A eutanásia em oito perguntas e respostas: não tinha já sido aprovada? O que acontece a seguir? Pode haver referendo?
Caitlin O'Hara
A lei que prevê a despenalização da morte medicamente assistida vai ser votada esta quinta-feira no Parlamento pela terceira vez, depois de Tribunal Constitucional e Presidente da República terem colocado em causa a linguagem escolhida pelos deputados em dois momentos diferentes
É hoje discutida pela terceira vez na Assembleia da República a chamada Lei da Eutanásia, que pretende legalizar a morte medicamente assistida.
A eutanásia já não tinha sido aprovada no Parlamento?
Sim. A lei foi aprovada pela primeira vez em janeiro de 2021, mas Marcelo Rebelo de Sousa enviou o documento para o Tribunal Constitucional, que considerou “imprecisas” expressões como “lesão definitiva de gravidade extrema”. O assunto voltou a ser discutido na AR, que em novembro aprovou uma nova versão com esta alteração: "Por decisão da própria pessoa (...) com lesão definitiva de gravidade extrema ou doença incurável e fatal".
Marcelo questionou ainda se a retirada do conceito “doença fatal” não corresponderia a uma “solução radical”, semelhante à praticada em outros países europeus, e pediu ao Parlamento para apurar se essa solução seria representativa do pensamento da sociedade portuguesa.
Em resposta ao veto de Marcelo, PS, BE, IL e PAN chegaram a acordo para retirar a expressão “doença fatal” como uma das condições para levar a cabo a morte medicamente assistida. O texto prevê que seja preciso sofrer uma “lesão definitiva de gravidade extrema” ou uma “doença grave e incurável”.
“Uniformizámos todas as definições, em resposta ao TC, e em resposta ao veto do Presidente da República, especificamos agora que para a morte medicamente assistida não se exige ‘doença grave ou incurável’, mas sim ‘doença grave e incurável’”, explica ao Expresso a deputada socialista, Isabel Moreira.
BE, IL e PAN também concordam que as mudanças respondem às dúvidas de Marcelo, e que estão “reunidas condições” para aprovar o diploma “sem reservas”.
O que é que diz agora o Presidente da República?
Marcelo já garantiu que não vai decidir com base nas suas convicções pessoais (é contra), mas também não afasta a possibilidade de vetar o diploma mais uma vez. “Tenho de ver a lei”, disse por estes dias.
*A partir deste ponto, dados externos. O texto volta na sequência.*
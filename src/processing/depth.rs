use std::borrow::Cow;

use anyhow::{Context, Result};
use fast_image_resize as fir;
use image::{Rgba, RgbaImage};
use serde::Deserialize;
use tracing::warn;

use super::blur::box_blur_field;
use super::color::{luminance, pixel_to_rgb_alpha, unit_to_byte};

/// Largest Sobel magnitude a `[0, 1]` field can produce.
const MAX_SOBEL: f32 = 4.0 * std::f32::consts::SQRT_2;

#[derive(Debug, Clone, Copy, Default, PartialEq, Eq, Deserialize)]
#[serde(rename_all = "kebab-case")]
pub enum DepthAlgorithm {
    /// Brightness as a proxy for distance.
    Luminance,
    /// Brightness blended with inverted edge strength, so contours read as near.
    #[default]
    GradientAware,
}

#[derive(Debug, Clone, Copy, PartialEq)]
pub struct DepthOptions {
    /// Output size; `None` keeps the source resolution.
    pub resolution: Option<(u32, u32)>,
    pub strength: f32,
    pub blur_radius: u32,
    pub algorithm: DepthAlgorithm,
}

impl Default for DepthOptions {
    fn default() -> Self {
        Self {
            resolution: None,
            strength: 1.0,
            blur_radius: 0,
            algorithm: DepthAlgorithm::default(),
        }
    }
}

impl DepthOptions {
    fn effective_strength(&self) -> f32 {
        if self.strength.is_finite() && self.strength > 0.0 {
            self.strength
        } else {
            1.0
        }
    }
}

/// Grey depth map (`0` near, `255` far), fully opaque.
pub fn generate_depth_map(image: &RgbaImage, options: &DepthOptions) -> RgbaImage {
    let source = match options.resolution {
        Some((w, h)) if w > 0 && h > 0 && (w, h) != image.dimensions() => {
            match resize_rgba(image, w, h) {
                Ok(resized) => Cow::Owned(resized),
                Err(err) => {
                    warn!(error = ?err, width = w, height = h, "depth resample failed; using source resolution");
                    Cow::Borrowed(image)
                }
            }
        }
        _ => Cow::Borrowed(image),
    };

    let (width, height) = source.dimensions();
    let (w, h) = (width as usize, height as usize);
    let lum: Vec<f32> = source
        .pixels()
        .map(|p| luminance(pixel_to_rgb_alpha(p).0).clamp(0.0, 1.0))
        .collect();

    let strength = options.effective_strength();
    let raw: Vec<f32> = match options.algorithm {
        DepthAlgorithm::Luminance => lum.iter().map(|l| l.powf(strength)).collect(),
        DepthAlgorithm::GradientAware => {
            let gradient = sobel_magnitude(&lum, w, h);
            lum.iter()
                .zip(gradient)
                .map(|(l, g)| (0.7 * l + 0.3 * (1.0 - g)).clamp(0.0, 1.0).powf(strength))
                .collect()
        }
    };
    let depth = box_blur_field(&raw, w, h, options.blur_radius);

    let mut out = RgbaImage::new(width, height);
    for (pixel, value) in out.pixels_mut().zip(depth) {
        let v = unit_to_byte(value);
        *pixel = Rgba([v, v, v, 255]);
    }
    out
}

/// Normalized 3x3 Sobel gradient magnitude, clamp-to-edge.
fn sobel_magnitude(field: &[f32], width: usize, height: usize) -> Vec<f32> {
    let at = |x: isize, y: isize| {
        let cx = x.clamp(0, width as isize - 1) as usize;
        let cy = y.clamp(0, height as isize - 1) as usize;
        field[cy * width + cx]
    };
    let mut out = Vec::with_capacity(field.len());
    for y in 0..height as isize {
        for x in 0..width as isize {
            let gx = (at(x + 1, y - 1) + 2.0 * at(x + 1, y) + at(x + 1, y + 1))
                - (at(x - 1, y - 1) + 2.0 * at(x - 1, y) + at(x - 1, y + 1));
            let gy = (at(x - 1, y + 1) + 2.0 * at(x, y + 1) + at(x + 1, y + 1))
                - (at(x - 1, y - 1) + 2.0 * at(x, y - 1) + at(x + 1, y - 1));
            out.push(((gx * gx + gy * gy).sqrt() / MAX_SOBEL).clamp(0.0, 1.0));
        }
    }
    out
}

pub(crate) fn resize_rgba(source: &RgbaImage, target_w: u32, target_h: u32) -> Result<RgbaImage> {
    if target_w == 0 || target_h == 0 {
        anyhow::bail!("resize dimensions must be positive");
    }
    if source.width() == target_w && source.height() == target_h {
        return Ok(source.clone());
    }

    let src_view = fir::images::ImageRef::new(
        source.width(),
        source.height(),
        source.as_raw(),
        fir::PixelType::U8x4,
    )
    .context("failed to create source view for depth resample")?;
    let mut dst_image = fir::images::Image::new(target_w, target_h, fir::PixelType::U8x4);
    let options = fir::ResizeOptions::new()
        .resize_alg(fir::ResizeAlg::Convolution(fir::FilterType::Bilinear));
    let mut resizer = fir::Resizer::new();
    resizer
        .resize(&src_view, &mut dst_image, Some(&options))
        .context("depth resample failed")?;
    let buffer = dst_image.into_vec();
    RgbaImage::from_raw(target_w, target_h, buffer)
        .ok_or_else(|| anyhow::anyhow!("failed to construct resampled RGBA image"))
}
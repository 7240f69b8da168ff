//! Real-time tattoo preview: composites stripped tattoo artwork onto a base
//! photo with depth-aware displacement, skin masking and an eraser.

pub mod compositor;
pub mod config;
pub mod engine;
pub mod eraser;
pub mod error;
pub mod events;
pub mod fetch;
pub mod gesture;
pub mod processing;
pub mod raster;
pub mod segmentation;
pub mod surface;
pub mod viewer;

pub use compositor::{RenderBackend, ShaderCompositor, TextureSlot, UniformPatch, UniformSet};
pub use config::Configuration;
pub use engine::{EngineState, LoadOutcome, PreviewEngine, PreviewEngineBuilder};
pub use eraser::EraserTool;
pub use error::{Error, Result};
pub use events::{CursorHint, PointerEvent, PointerPhase, UiAffordance};
pub use fetch::{ImageFetcher, LocalFetcher, MemoryFetcher};
pub use gesture::{GestureController, GestureEvent, GestureInputError};
pub use preview_model::{BrushSettings, OverlaySettings, SettingsPatch};
pub use raster::RasterAsset;
pub use segmentation::{SegmentationModel, SegmentationProvider};
pub use surface::{ExportMode, RenderSurface};
pub use viewer::{ViewerOptions, run_windowed};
A Presidente do Conselho Nacional de Ética para as Ciências da Vida (CNECV) não percebe a “urgência” em aprovar o diploma: “A sociedade portuguesa tem outras matérias absolutamente prioritárias”, disse ao Expresso esta semana. Maria do Céu Patrão Neves lamenta que não tenha sido feita uma “revisão ampla” do diploma.
A Federação Pró-Vida sublinha que "não é possível fazer uma lei boa para um ato errado”, e marcou para hoje seis manifestações contra a aprovação do diploma: Braga, Coimbra, Porto, Aveiro, e Lisboa.
Ainda é possível a eutanásia ser alvo de referendo?
É improvável, dado que o PS é contra essa solução e tem maioria absoluta no Parlamento. “Esta é uma matéria de direitos fundamentais. Somos absolutamente contra o referendo de matérias como estas”, disse hoje Isabel Moreira.
O que pode acontecer agora?
Se a lei for aprovada, segue-se a discussão na especialidade. Nem toda a regulamentação do processo está decidida: a IL defende, por exemplo, que a atribuição dos médicos que participem na eutanásia de doentes seja feita por sorteio, uma ideia à qual PS e BE mostram reservas.
Só depois é que Belém será chamado a pronunciar-se. O Presidente da República terá outra vez várias opções diferentes caso o documento seja aprovado (como é esperado): vetar a lei e devolvê-la à AR, enviá-la novamente para o TC ou promulgar.